Work to complete:
If a line in the entries below holds the string "args", copy it.

[Collected data entries]
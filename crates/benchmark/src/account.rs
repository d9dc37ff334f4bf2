use std::{fs, path::Path};

use anyhow::{anyhow, bail, Context, Result};
use ckb_fixed_hash::H256;
use ckb_jsonrpc_types::{JsonBytes, Uint32};
use ckb_types::{bytes::Bytes, core::ScriptHashType, packed::Script, prelude::*};
use futures::future::join_all;
use serde::{Deserialize, Serialize};
use sha3::{Digest, Keccak256};

use crate::{batch::batch_execute, godwoken_rpc::GodwokenRpcClient};

pub const ETH_ADDRESS_LEN: usize = 20;

pub type EthAddress = [u8; ETH_ADDRESS_LEN];

/// Rollup parameters an EOA script hash is derived from.
#[derive(Clone, Debug, PartialEq, Eq)]
pub struct RollupContext {
    pub rollup_type_hash: H256,
    pub eth_account_lock_hash: H256,
}

#[derive(Clone, Debug, PartialEq, Eq, Serialize, Deserialize)]
#[serde(rename_all = "camelCase")]
pub struct Account {
    pub eth_address: String,
    pub private_key: String,
    #[serde(default, skip_serializing_if = "Option::is_none")]
    pub account_id: Option<Uint32>,
}

#[derive(Clone, Debug, PartialEq, Eq)]
pub struct AccountInfo {
    pub account: Account,
    pub eth_address: EthAddress,
    pub script_hash: H256,
    pub polyjuice_address: EthAddress,
    pub account_id: u32,
}

#[derive(Clone, Debug, PartialEq, Eq)]
pub struct ContractAccountInfo {
    pub address: EthAddress,
    pub script_hash: H256,
    pub account_id: u32,
}

pub fn hex_address(address: &EthAddress) -> String {
    format!("0x{}", hex::encode(address))
}

pub fn parse_eth_address(address: &str) -> Result<EthAddress> {
    let data = hex::decode(address.trim().trim_start_matches("0x"))
        .map_err(|err| anyhow!("invalid eth address {}: {}", address, err))?;
    if data.len() != ETH_ADDRESS_LEN {
        bail!("invalid eth address {}: expect 20 bytes", address);
    }
    let mut eth_address = [0u8; ETH_ADDRESS_LEN];
    eth_address.copy_from_slice(&data);
    Ok(eth_address)
}

pub fn parse_private_key(privkey: &str) -> Result<H256> {
    let data = hex::decode(privkey.trim().trim_start_matches("0x"))
        .map_err(|err| anyhow!("parse private key with error: {:?}", err))?;
    H256::from_slice(&data).map_err(|err| anyhow!("parse private key with error: {:?}", err))
}

pub fn privkey_to_eth_address(privkey: &H256) -> Result<EthAddress> {
    let secp = secp256k1::Secp256k1::new();
    let privkey = secp256k1::SecretKey::from_slice(privkey.as_bytes())
        .map_err(|err| anyhow!("Invalid secp256k1 secret key format, error: {}", err))?;
    let pubkey = secp256k1::PublicKey::from_secret_key(&secp, &privkey);
    let pubkey_hash = Keccak256::digest(&pubkey.serialize_uncompressed()[1..]);
    let mut eth_address = [0u8; ETH_ADDRESS_LEN];
    eth_address.copy_from_slice(&pubkey_hash[12..]);
    Ok(eth_address)
}

/// Layer2 script hash of the eth EOA, `args = rollup_type_hash | eth_address`.
pub fn eth_address_to_script_hash(ctx: &RollupContext, eth_address: &EthAddress) -> H256 {
    let mut args = ctx.rollup_type_hash.as_bytes().to_vec();
    args.extend_from_slice(eth_address);
    let script = Script::new_builder()
        .code_hash(ctx.eth_account_lock_hash.pack())
        .hash_type(ScriptHashType::Type.into())
        .args(Bytes::from(args).pack())
        .build();
    ckb_hash::blake2b_256(script.as_slice()).into()
}

/// Godwoken short address, the first 20 bytes of a script hash.
pub fn to_short_address(script_hash: &H256) -> EthAddress {
    let mut short_address = [0u8; ETH_ADDRESS_LEN];
    short_address.copy_from_slice(&script_hash.as_bytes()[..ETH_ADDRESS_LEN]);
    short_address
}

/// Loads a JSON array of accounts, or one private key per line.
pub fn load_accounts(path: impl AsRef<Path>) -> Result<Vec<Account>> {
    let path = path.as_ref();
    let content = fs::read_to_string(path)
        .with_context(|| format!("read accounts file {}", path.display()))?;
    if content.trim_start().starts_with('[') {
        let accounts: Vec<Account> = serde_json::from_str(&content)?;
        return Ok(accounts);
    }
    content
        .split('\n')
        .map(str::trim)
        .filter(|line| !line.is_empty())
        .map(|line| {
            let privkey = parse_private_key(line)?;
            let eth_address = privkey_to_eth_address(&privkey)?;
            Ok(Account {
                eth_address: hex_address(&eth_address),
                private_key: format!("0x{}", hex::encode(privkey.as_bytes())),
                account_id: None,
            })
        })
        .collect()
}

pub(crate) async fn to_account_info(
    rpc_client: &GodwokenRpcClient,
    ctx: &RollupContext,
    account: Account,
) -> Result<AccountInfo> {
    let eth_address = parse_eth_address(&account.eth_address)?;
    let script_hash = eth_address_to_script_hash(ctx, &eth_address);
    let polyjuice_address = to_short_address(&script_hash);
    let account_id = rpc_client
        .get_account_id_by_script_hash(&script_hash)
        .await?
        .ok_or_else(|| anyhow!("no account id, please deposit first"))?;
    log::debug!(
        "account {} script hash: {:#x}, id: {}",
        account.eth_address,
        script_hash,
        account_id
    );
    Ok(AccountInfo {
        account,
        eth_address,
        script_hash,
        polyjuice_address,
        account_id,
    })
}

/// Resolves every account on chain; accounts failing to resolve are logged
/// and left out of the result.
pub async fn resolve_accounts(
    rpc_client: &GodwokenRpcClient,
    ctx: &RollupContext,
    accounts: Vec<Account>,
    chunk_size: usize,
) -> Vec<AccountInfo> {
    batch_execute("resolve_accounts", accounts, chunk_size, |chunk| async move {
        let futures = chunk.into_iter().map(|account| async move {
            let eth_address = account.eth_address.clone();
            match to_account_info(rpc_client, ctx, account).await {
                Ok(info) => Some(info),
                Err(err) => {
                    log::warn!("init account info failed {}, err: {}", eth_address, err);
                    None
                }
            }
        });
        join_all(futures)
            .await
            .into_iter()
            .flatten()
            .collect::<Vec<_>>()
    })
    .await
}

pub async fn resolve_contract(
    rpc_client: &GodwokenRpcClient,
    address: &str,
) -> Result<ContractAccountInfo> {
    let resolve = async {
        let contract_address = parse_eth_address(address)?;
        let short_address = JsonBytes::from_vec(contract_address.to_vec());
        let script_hash = rpc_client
            .get_script_hash_by_short_address(short_address)
            .await?
            .ok_or_else(|| anyhow!("account {} has no script hash, please deposit first", address))?;
        let account_id = rpc_client
            .get_account_id_by_script_hash(&script_hash)
            .await?
            .ok_or_else(|| anyhow!("account {} has no account id, please deposit first", address))?;
        Ok::<_, anyhow::Error>(ContractAccountInfo {
            address: contract_address,
            script_hash,
            account_id,
        })
    };
    let contract = resolve
        .await
        .with_context(|| format!("init contract account info failed {}", address))?;
    log::info!(
        "init contract account info {}, id: {}",
        address,
        contract.account_id
    );
    Ok(contract)
}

Solution to this exercise:
/// Layer2 script hash of the eth EOA, `args = rollup_type_hash | eth_address`.
    let mut args = ctx.rollup_type_hash.as_bytes().to_vec();
    args.extend_from_slice(eth_address);
        .args(Bytes::from(args).pack())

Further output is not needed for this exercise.